### What the exercise asks
Each line from the first down to the one containing "let mut url" should be returned exactly as it appears below.

________

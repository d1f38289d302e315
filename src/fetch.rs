use anyhow::{Context, Result};
use indicatif::{ProgressBar, ProgressStyle};
use serde::{Deserialize, Serialize};
use serde_json::Value;
use tracing::{debug, info};

use crate::settings::Settings;

/// What `fetch` writes: every item of a collection plus a count.
#[derive(Debug, Serialize, Deserialize)]
pub struct CollectionDump {
    #[serde(default)]
    pub data: Vec<Value>,
    #[serde(default)]
    pub meta: DumpMeta,
}

#[derive(Debug, Default, Serialize, Deserialize)]
pub struct DumpMeta {
    #[serde(default)]
    pub total: usize,
    #[serde(default, skip_serializing_if = "Option::is_none")]
    pub description: Option<String>,
}

impl CollectionDump {
    pub fn new(data: Vec<Value>) -> Self {
        let total = data.len();
        CollectionDump {
            data,
            meta: DumpMeta {
                total,
                description: None,
            },
        }
    }

    pub fn with_description(mut self, description: &str) -> Self {
        self.meta.description = Some(description.to_string());
        self
    }
}

#[derive(Debug, Deserialize)]
struct PageResponse {
    #[serde(default)]
    data: Vec<Value>,
    #[serde(default)]
    meta: PageMeta,
}

#[derive(Debug, Default, Deserialize)]
struct PageMeta {
    pagination: Option<Pagination>,
}

#[derive(Debug, Deserialize)]
#[serde(rename_all = "camelCase")]
struct Pagination {
    page: Option<u32>,
    page_count: Option<u32>,
}

impl PageResponse {
    /// Page count reported by the API; a response without pagination is a single page.
    fn page_count(&self) -> u32 {
        self.meta
            .pagination
            .as_ref()
            .and_then(|p| p.page_count)
            .unwrap_or(1)
    }

    fn is_last(&self, requested: u32) -> bool {
        let current = self
            .meta
            .pagination
            .as_ref()
            .and_then(|p| p.page)
            .unwrap_or(requested);
        self.data.is_empty() || current >= self.page_count()
    }
}

pub struct FetchOptions<'a> {
    pub collection: &'a str,
    /// Relation to populate, e.g. `brand`.
    pub populate: Option<&'a str>,
}

fn page_url(base: &str, opts: &FetchOptions, page: u32, page_size: u32) -> String {
    let mut url = format!(
        "{}/api/{}?pagination[page]={}&pagination[pageSize]={}",
        base.trim_end_matches('/'),
        opts.collection,
        page,
        page_size
    );
    if let Some(rel) = opts.populate {
        url.push_str("&populate=");
        url.push_str(rel);
    }
    url
}

/// Fetch every page of a collection. Any HTTP failure aborts the whole fetch.
pub async fn fetch_all(settings: &Settings, opts: &FetchOptions<'_>) -> Result<Vec<Value>> {
    let client = reqwest::Client::new();
    let mut items = Vec::new();
    let mut page = 1;

    let pb = ProgressBar::new(1);
    pb.set_style(
        ProgressStyle::default_bar()
            .template("[{elapsed_precise}] {bar:40} {pos}/{len} pages {msg}")?
            .progress_chars("=> "),
    );

    loop {
        let url = page_url(&settings.url, opts, page, settings.page_size);
        debug!("GET {}", url);

        let mut request = client.get(&url);
        if let Some(token) = settings.token() {
            request = request.bearer_auth(token);
        }
        let response: PageResponse = request
            .send()
            .await
            .and_then(|r| r.error_for_status())
            .with_context(|| format!("Failed to fetch {} page {}", opts.collection, page))?
            .json()
            .await
            .with_context(|| format!("Invalid JSON on {} page {}", opts.collection, page))?;

        pb.set_length(response.page_count().into());
        pb.set_position(page.into());
        let last = response.is_last(page);
        items.extend(response.data);
        pb.set_message(format!("({} {})", items.len(), opts.collection));

        if last {
            break;
        }
        page += 1;
    }

    pb.finish_and_clear();
    info!("Fetched {} {} over {} pages", items.len(), opts.collection, page);
    Ok(items)
}

/// True when a model carries no brand relation (absent, null, empty, or `{data: null}`).
pub fn lacks_brand(item: &Value) -> bool {
    match item.get("brand") {
        None | Some(Value::Null) => true,
        Some(Value::Object(rel)) => rel.is_empty() || rel.get("data").is_some_and(Value::is_null),
        Some(Value::Array(list)) => list.is_empty(),
        Some(_) => false,
    }
}

/// `meta.description` of a `--without-brand` dump, e.g. "Models that don't have a brand assigned".
pub fn without_brand_description(collection: &str) -> String {
    let mut chars = collection.chars();
    let title: String = match chars.next() {
        Some(first) => first.to_uppercase().chain(chars).collect(),
        None => String::new(),
    };
    format!("{} that don't have a brand assigned", title)
}

#[cfg(test)]
mod tests {
    use super::*;
    use serde_json::json;

    fn parse(v: Value) -> PageResponse {
        serde_json::from_value(v).unwrap()
    }

    #[test]
    fn builds_paginated_url() {
        let opts = FetchOptions { collection: "brands", populate: None };
        assert_eq!(
            page_url("http://localhost:1338/", &opts, 3, 25),
            "http://localhost:1338/api/brands?pagination[page]=3&pagination[pageSize]=25"
        );
        let opts = FetchOptions { collection: "models", populate: Some("brand") };
        assert!(page_url("http://cms", &opts, 1, 100).ends_with("pageSize]=100&populate=brand"));
    }

    #[test]
    fn last_page_detection() {
        let mid = parse(json!({
            "data": [{ "id": 1 }],
            "meta": { "pagination": { "page": 1, "pageSize": 1, "pageCount": 3, "total": 3 } }
        }));
        assert_eq!(mid.page_count(), 3);
        assert!(!mid.is_last(1));

        let end = parse(json!({
            "data": [{ "id": 3 }],
            "meta": { "pagination": { "page": 3, "pageCount": 3 } }
        }));
        assert!(end.is_last(3));
    }

    #[test]
    fn missing_meta_is_single_page() {
        let r = parse(json!({ "data": [{ "id": 1 }] }));
        assert_eq!(r.page_count(), 1);
        assert!(r.is_last(1));
    }

    #[test]
    fn empty_page_stops() {
        let r = parse(json!({ "data": [], "meta": { "pagination": { "page": 2, "pageCount": 9 } } }));
        assert!(r.is_last(2));
    }

    #[test]
    fn brand_relation_checks() {
        assert!(lacks_brand(&json!({ "name": "Clio" })));
        assert!(lacks_brand(&json!({ "name": "Clio", "brand": null })));
        assert!(lacks_brand(&json!({ "name": "Clio", "brand": { "data": null } })));
        assert!(!lacks_brand(&json!({ "name": "Clio", "brand": { "id": 4, "name": "Renault" } })));
    }

    #[test]
    fn dump_counts_items() {
        let dump = CollectionDump::new(vec![json!({ "id": 1 }), json!({ "id": 2 })]);
        let v = serde_json::to_value(&dump).unwrap();
        assert_eq!(v["meta"]["total"], 2);
        assert!(v["meta"].get("description").is_none());
    }

    #[test]
    fn dump_with_description() {
        let dump = CollectionDump::new(vec![json!({ "name": "Clio", "brand": null })])
            .with_description(&without_brand_description("models"));
        let v = serde_json::to_value(&dump).unwrap();
        assert_eq!(v["meta"]["total"], 1);
        assert_eq!(v["meta"]["description"], "Models that don't have a brand assigned");

        let back: CollectionDump = serde_json::from_value(v).unwrap();
        assert_eq!(back.meta.description.as_deref(), Some("Models that don't have a brand assigned"));
    }
}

________

### Exercise response
repository d1f38289d302e315
filename src/fetch.rs
use anyhow::{Context, Result};
use indicatif::{ProgressBar, ProgressStyle};
use serde::{Deserialize, Serialize};
use serde_json::Value;
use tracing::{debug, info};

use crate::settings::Settings;

/// What `fetch` writes: every item of a collection plus a count.
#[derive(Debug, Serialize, Deserialize)]
pub struct CollectionDump {
    #[serde(default)]
    pub data: Vec<Value>,
    #[serde(default)]
    pub meta: DumpMeta,
}

#[derive(Debug, Default, Serialize, Deserialize)]
pub struct DumpMeta {
    #[serde(default)]
    pub total: usize,
    #[serde(default, skip_serializing_if = "Option::is_none")]
    pub description: Option<String>,
}

impl CollectionDump {
    pub fn new(data: Vec<Value>) -> Self {
        let total = data.len();
        CollectionDump {
            data,
            meta: DumpMeta {
                total,
                description: None,
            },
        }
    }

    pub fn with_description(mut self, description: &str) -> Self {
        self.meta.description = Some(description.to_string());
        self
    }
}

#[derive(Debug, Deserialize)]
struct PageResponse {
    #[serde(default)]
    data: Vec<Value>,
    #[serde(default)]
    meta: PageMeta,
}

#[derive(Debug, Default, Deserialize)]
struct PageMeta {
    pagination: Option<Pagination>,
}

#[derive(Debug, Deserialize)]
#[serde(rename_all = "camelCase")]
struct Pagination {
    page: Option<u32>,
    page_count: Option<u32>,
}

impl PageResponse {
    /// Page count reported by the API; a response without pagination is a single page.
    fn page_count(&self) -> u32 {
        self.meta
            .pagination
            .as_ref()
            .and_then(|p| p.page_count)
            .unwrap_or(1)
    }

    fn is_last(&self, requested: u32) -> bool {
        let current = self
            .meta
            .pagination
            .as_ref()
            .and_then(|p| p.page)
            .unwrap_or(requested);
        self.data.is_empty() || current >= self.page_count()
    }
}

pub struct FetchOptions<'a> {
    pub collection: &'a str,
    /// Relation to populate, e.g. `brand`.
    pub populate: Option<&'a str>,
}

fn page_url(base: &str, opts: &FetchOptions, page: u32, page_size: u32) -> String {
    let mut url = format!(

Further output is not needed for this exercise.